Exercise requirements:
Go through the records and copy each line where the word "warn" occurs.
-- Opening Marker --
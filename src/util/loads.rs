use std::collections::HashMap;
use std::hash::Hash;

use tracing::{debug, warn};

#[derive(Clone, Copy, Debug, PartialEq, Eq)]
pub enum LoadState {
    Pending,
    Ready,
    Failed,
}

/// A build step whose dependencies have all resolved.
#[derive(Clone, Debug, PartialEq)]
pub struct ReadyStep<S, K> {
    pub step: S,
    /// Dependencies that failed; the step should run without them.
    pub failed: Vec<K>,
}

impl<S, K> ReadyStep<S, K> {
    pub fn degraded(&self) -> bool {
        !self.failed.is_empty()
    }
}

#[derive(Clone, Debug)]
struct StepEntry<S, K> {
    step: S,
    deps: Vec<K>,
    done: bool,
}

/// Dependency graph between asynchronous loads and the construction that
/// needs them. A step is released exactly once, when every dependency is
/// either ready or failed.
#[derive(Clone, Debug)]
pub struct LoadGraph<S, K> {
    states: HashMap<K, LoadState>,
    steps: Vec<StepEntry<S, K>>,
}

impl<S, K> Default for LoadGraph<S, K> {
    fn default() -> Self {
        Self {
            states: HashMap::new(),
            steps: Vec::new(),
        }
    }
}

impl<S, K> LoadGraph<S, K>
where
    S: Clone + std::fmt::Debug,
    K: Clone + Eq + Hash + std::fmt::Debug,
{
    pub fn new() -> Self {
        Self::default()
    }

    pub fn add_step(&mut self, step: S, deps: impl IntoIterator<Item = K>) {
        let deps: Vec<K> = deps.into_iter().collect();
        for dep in &deps {
            self.states.entry(dep.clone()).or_insert(LoadState::Pending);
        }
        self.steps.push(StepEntry {
            step,
            deps,
            done: false,
        });
    }

    pub fn state(&self, key: &K) -> Option<LoadState> {
        self.states.get(key).copied()
    }

    /// Record a load result. Repeated results for the same key are ignored.
    pub fn resolve(&mut self, key: K, ok: bool) -> Vec<ReadyStep<S, K>> {
        match self.states.get(&key) {
            Some(LoadState::Pending) | None => {
                let state = if ok { LoadState::Ready } else { LoadState::Failed };
                if !ok {
                    warn!(?key, "asset failed to load; dependents will run degraded");
                }
                self.states.insert(key, state);
            }
            Some(_) => debug!(?key, "duplicate load result ignored"),
        }
        self.drain_ready()
    }

    /// Steps whose dependencies are all resolved and that have not run yet.
    pub fn drain_ready(&mut self) -> Vec<ReadyStep<S, K>> {
        let states = &self.states;
        let mut out = Vec::new();
        for entry in self.steps.iter_mut().filter(|e| !e.done) {
            let resolved = entry
                .deps
                .iter()
                .all(|d| matches!(states.get(d), Some(LoadState::Ready | LoadState::Failed)));
            if !resolved {
                continue;
            }
            entry.done = true;
            let failed = entry
                .deps
                .iter()
                .filter(|d| states.get(*d) == Some(&LoadState::Failed))
                .cloned()
                .collect();
            out.push(ReadyStep {
                step: entry.step.clone(),
                failed,
            });
        }
        out
    }

    pub fn is_settled(&self) -> bool {
        self.steps.iter().all(|e| e.done)
    }
}

#[cfg(test)]
mod tests {
    use super::*;

    #[derive(Clone, Debug, PartialEq, Eq, Hash)]
    enum Key {
        Font,
        Poster(usize),
    }

    #[test]
    fn step_waits_for_all_dependencies() {
        let mut g: LoadGraph<&str, Key> = LoadGraph::new();
        g.add_step("cards", [Key::Font, Key::Poster(0)]);
        assert!(g.drain_ready().is_empty());
        assert!(g.resolve(Key::Font, true).is_empty());
        let ready = g.resolve(Key::Poster(0), true);
        assert_eq!(ready.len(), 1);
        assert!(!ready[0].degraded());
        assert!(g.is_settled());
    }

    #[test]
    fn failures_release_degraded_steps_once() {
        let mut g: LoadGraph<&str, Key> = LoadGraph::new();
        g.add_step("titles", [Key::Font]);
        let ready = g.resolve(Key::Font, false);
        assert_eq!(ready.len(), 1);
        assert_eq!(ready[0].failed, vec![Key::Font]);
        assert!(g.resolve(Key::Font, true).is_empty());
        assert_eq!(g.state(&Key::Font), Some(LoadState::Failed));
    }

    #[test]
    fn steps_without_deps_run_immediately() {
        let mut g: LoadGraph<&str, Key> = LoadGraph::new();
        g.add_step("set", []);
        assert_eq!(g.drain_ready().len(), 1);
        assert!(g.drain_ready().is_empty());
    }
}
use std::collections::HashMap;

use crate::motion::easing::Easing;

/// What a tween drives. One running tween per channel at most.
#[derive(Clone, Copy, Debug, PartialEq, Eq, Hash)]
pub enum TweenChannel {
    /// Extra scale factor on a hovered card.
    CardHover(usize),
    /// Alpha of the focused card caption.
    TitleOpacity,
}

#[derive(Clone, Copy, Debug, PartialEq)]
struct Tween {
    channel: TweenChannel,
    from: f32,
    to: f32,
    elapsed: f32,
    duration: f32,
    easing: Easing,
}

impl Tween {
    fn value(&self) -> f32 {
        if self.duration <= 0.0 {
            return self.to;
        }
        let p = (self.elapsed / self.duration).clamp(0.0, 1.0);
        self.from + (self.to - self.from) * self.easing.apply(p)
    }

    fn done(&self) -> bool {
        self.elapsed >= self.duration
    }
}

/// All short-lived animations, advanced together once per tick.
#[derive(Clone, Debug, Default)]
pub struct TweenList {
    running: Vec<Tween>,
    settled: HashMap<TweenChannel, f32>,
}

impl TweenList {
    pub fn new() -> Self {
        Self::default()
    }

    /// Current value of a channel, or `default` if it was never animated.
    pub fn value_or(&self, channel: TweenChannel, default: f32) -> f32 {
        self.running
            .iter()
            .find(|t| t.channel == channel)
            .map(Tween::value)
            .or_else(|| self.settled.get(&channel).copied())
            .unwrap_or(default)
    }

    /// Animate `channel` from wherever it is now to `to`.
    pub fn retarget(
        &mut self,
        channel: TweenChannel,
        to: f32,
        duration: f32,
        easing: Easing,
        default: f32,
    ) {
        let from = self.value_or(channel, default);
        self.running.retain(|t| t.channel != channel);
        self.settled.remove(&channel);
        if (from - to).abs() <= f32::EPSILON {
            self.settled.insert(channel, to);
            return;
        }
        self.running.push(Tween {
            channel,
            from,
            to,
            elapsed: 0.0,
            duration: duration.max(0.0),
            easing,
        });
    }

    /// Jump a channel to `value` with no animation.
    pub fn snap(&mut self, channel: TweenChannel, value: f32) {
        self.running.retain(|t| t.channel != channel);
        self.settled.insert(channel, value);
    }

    /// Stop a channel where it is.
    pub fn cancel(&mut self, channel: TweenChannel) {
        if let Some(pos) = self.running.iter().position(|t| t.channel == channel) {
            let t = self.running.remove(pos);
            self.settled.insert(channel, t.value());
        }
    }

    pub fn advance(&mut self, dt: f32) {
        if dt <= 0.0 {
            return;
        }
        for t in self.running.iter_mut() {
            t.elapsed += dt;
        }
        let settled = &mut self.settled;
        self.running.retain(|t| {
            if t.done() {
                settled.insert(t.channel, t.to);
                false
            } else {
                true
            }
        });
    }

    pub fn is_animating(&self) -> bool {
        !self.running.is_empty()
    }

    pub fn running(&self) -> usize {
        self.running.len()
    }
}

#[cfg(test)]
mod tests {
    use super::*;

    #[test]
    fn tween_reaches_target_and_settles() {
        let mut list = TweenList::new();
        let ch = TweenChannel::CardHover(3);
        list.retarget(ch, 1.08, 0.2, Easing::OutCubic, 1.0);
        assert!(list.is_animating());
        list.advance(0.1);
        let mid = list.value_or(ch, 1.0);
        assert!(mid > 1.0 && mid < 1.08);
        list.advance(0.2);
        assert!(!list.is_animating());
        assert_eq!(list.value_or(ch, 1.0), 1.08);
    }

    #[test]
    fn retarget_starts_from_current_value() {
        let mut list = TweenList::new();
        let ch = TweenChannel::TitleOpacity;
        list.retarget(ch, 1.0, 1.0, Easing::Linear, 0.0);
        list.advance(0.5);
        list.retarget(ch, 0.0, 1.0, Easing::Linear, 0.0);
        assert!((list.value_or(ch, 0.0) - 0.5).abs() < 1e-5);
        assert_eq!(list.running(), 1);
    }

    #[test]
    fn cancel_freezes_channel() {
        let mut list = TweenList::new();
        let ch = TweenChannel::CardHover(0);
        list.retarget(ch, 2.0, 1.0, Easing::Linear, 1.0);
        list.advance(0.25);
        list.cancel(ch);
        list.advance(1.0);
        assert!((list.value_or(ch, 1.0) - 1.25).abs() < 1e-5);
    }

    #[test]
    fn snap_replaces_running_tween() {
        let mut list = TweenList::new();
        let ch = TweenChannel::TitleOpacity;
        list.retarget(ch, 1.0, 1.0, Easing::Linear, 0.0);
        list.advance(0.5);
        list.snap(ch, 0.0);
        assert!(!list.is_animating());
        assert_eq!(list.value_or(ch, 1.0), 0.0);
    }

    #[test]
    fn zero_dt_is_idempotent() {
        let mut list = TweenList::new();
        let ch = TweenChannel::CardHover(1);
        list.retarget(ch, 2.0, 1.0, Easing::InOut, 1.0);
        list.advance(0.3);
        let v = list.value_or(ch, 1.0);
        list.advance(0.0);
        assert_eq!(list.value_or(ch, 1.0), v);
    }
}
-- Closing Marker --
Result for this task:
use tracing::{debug, warn};
                    warn!(?key, "asset failed to load; dependents will run degraded");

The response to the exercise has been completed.